Report every line from the following entries that contains the string "return".

** Opening ENTRIES SHOWN block **

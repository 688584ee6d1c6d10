//! [`Notifier`] — the top-level entry point for one message.

use std::{collections::HashSet, sync::Arc};

use herald_core::{
  mail::{Envelope, EnvelopeStatus, NewEnvelope},
  message::Message,
  notification::Notification,
  store::Visibility,
};
use uuid::Uuid;

use crate::{
  NotifyContext, NotifyStore,
  filter::eligible_for_email,
  footer::{Branding, append_content_to_html, compose_footer},
  overrides::OverrideRegistry,
  reconcile::reconcile,
};

/// Hard cap on recipients per outbound envelope. Larger fan-outs are split
/// into consecutive chunks and always go through the deferred queue.
pub const MAX_RECIPIENTS_PER_ENVELOPE: usize = 50;

/// What one [`Notifier::notify`] call did.
#[derive(Debug, Clone)]
pub struct NotifyOutcome {
  /// Newly created notification records (not the merely reset ones).
  pub created:   Vec<Notification>,
  /// Envelopes created for this call, queued or already sent.
  pub envelopes: Vec<Envelope>,
}

/// Composes reconciliation, eligibility filtering, footer composition, and
/// delivery batching for one message.
pub struct Notifier<S> {
  store:            Arc<S>,
  branding:         Branding,
  /// Document models with group/broadcast semantics; members usually add
  /// their own signatures, so the personal signature is skipped.
  broadcast_models: HashSet<String>,
  overrides:        OverrideRegistry,
}

impl<S: NotifyStore> Notifier<S> {
  pub fn new(store: Arc<S>) -> Self {
    Self {
      store,
      branding: Branding::default(),
      broadcast_models: HashSet::new(),
      overrides: OverrideRegistry::new(),
    }
  }

  pub fn with_branding(mut self, branding: Branding) -> Self {
    self.branding = branding;
    self
  }

  pub fn with_broadcast_models(
    mut self,
    models: impl IntoIterator<Item = String>,
  ) -> Self {
    self.broadcast_models = models.into_iter().collect();
    self
  }

  pub fn with_overrides(mut self, overrides: OverrideRegistry) -> Self {
    self.overrides = overrides;
    self
  }

  /// Notify `recipients` about `message`: upsert notification state, then
  /// email the eligible subset of the newly notified partners.
  pub async fn notify(
    &self,
    message: &Message,
    recipients: &[Uuid],
    force_send: bool,
    include_signature: bool,
    ctx: &NotifyContext,
  ) -> Result<NotifyOutcome, S::Err> {
    // The notifier is the authority on who gets notified; row-level
    // visibility is bypassed on purpose.
    let existing = self
      .store
      .notifications_for_message(
        message.message_id,
        recipients,
        message.document.as_ref(),
        Visibility::Bypass,
      )
      .await?;

    let created =
      reconcile(&*self.store, message.message_id, &existing, recipients)
        .await?;

    if ctx.suppress_email {
      tracing::debug!(
        message_id = %message.message_id,
        created = created.len(),
        "notification state updated, email suppressed"
      );
      return Ok(NotifyOutcome {
        created,
        envelopes: Vec::new(),
      });
    }

    let partner_ids: Vec<Uuid> =
      created.iter().map(|n| n.partner_id).collect();
    let partners = self.store.partners_by_ids(&partner_ids).await?;
    let eligible = eligible_for_email(&created, &partners, message);

    let envelopes = self
      .deliver(message, &eligible, force_send, include_signature, ctx)
      .await?;

    tracing::debug!(
      message_id = %message.message_id,
      created = created.len(),
      eligible = eligible.len(),
      envelopes = envelopes.len(),
      "message notified"
    );

    Ok(NotifyOutcome { created, envelopes })
  }

  /// Build and queue outbound envelopes for `eligible`, chunked at
  /// [`MAX_RECIPIENTS_PER_ENVELOPE`] recipients, preserving input order.
  ///
  /// The immediate-send path runs only for a single chunk with `force_send`,
  /// and never while the registry is cold-starting (unless in a test
  /// execution) — multi-chunk fan-out always goes through the queue.
  pub async fn deliver(
    &self,
    message: &Message,
    eligible: &[Uuid],
    force_send: bool,
    include_signature: bool,
    ctx: &NotifyContext,
  ) -> Result<Vec<Envelope>, S::Err> {
    if eligible.is_empty() {
      return Ok(Vec::new());
    }

    // Group documents skip the personal signature; members usually sign
    // their own posts.
    let broadcast = message
      .document
      .as_ref()
      .is_some_and(|d| self.broadcast_models.contains(&d.model));

    let actor = match &message.author {
      Some(author) => self
        .store
        .partners_by_ids(&[author.partner_id])
        .await?
        .remove(&author.partner_id),
      None => None,
    };

    let footer = compose_footer(
      actor.as_ref(),
      &self.branding,
      include_signature && !broadcast,
    );

    let body_html = if footer.is_empty() {
      message.body.clone()
    } else {
      append_content_to_html(&message.body, &footer, Some("div"))
    };

    let references = message.parent_thread_id.clone();
    let envelope_override = self.overrides.for_message(message);

    let mut envelopes = Vec::new();
    for chunk in eligible.chunks(MAX_RECIPIENTS_PER_ENVELOPE) {
      let mut input = NewEnvelope {
        message_id:    message.message_id,
        body_html:     body_html.clone(),
        recipient_ids: chunk.to_vec(),
        references:    references.clone(),
        auto_delete:   ctx.auto_delete.unwrap_or(true),
        server_id:     ctx.server_id.clone(),
        extra_headers: Default::default(),
      };
      if let Some(ov) = &envelope_override {
        input.apply_override(ov.clone());
      }
      envelopes.push(self.store.create_envelope(input).await?);
    }

    if force_send && envelopes.len() < 2 && ctx.immediate_send_allowed() {
      self.store.send_now(&envelopes).await?;
      for envelope in &mut envelopes {
        envelope.status = EnvelopeStatus::Sent;
      }
      tracing::info!(
        message_id = %message.message_id,
        recipients = eligible.len(),
        "envelope sent immediately"
      );
    }

    Ok(envelopes)
  }
}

** Closing ENTRIES SHOWN block **

● WRITTEN SOLUTION
      return Ok(NotifyOutcome {
      return Ok(Vec::new());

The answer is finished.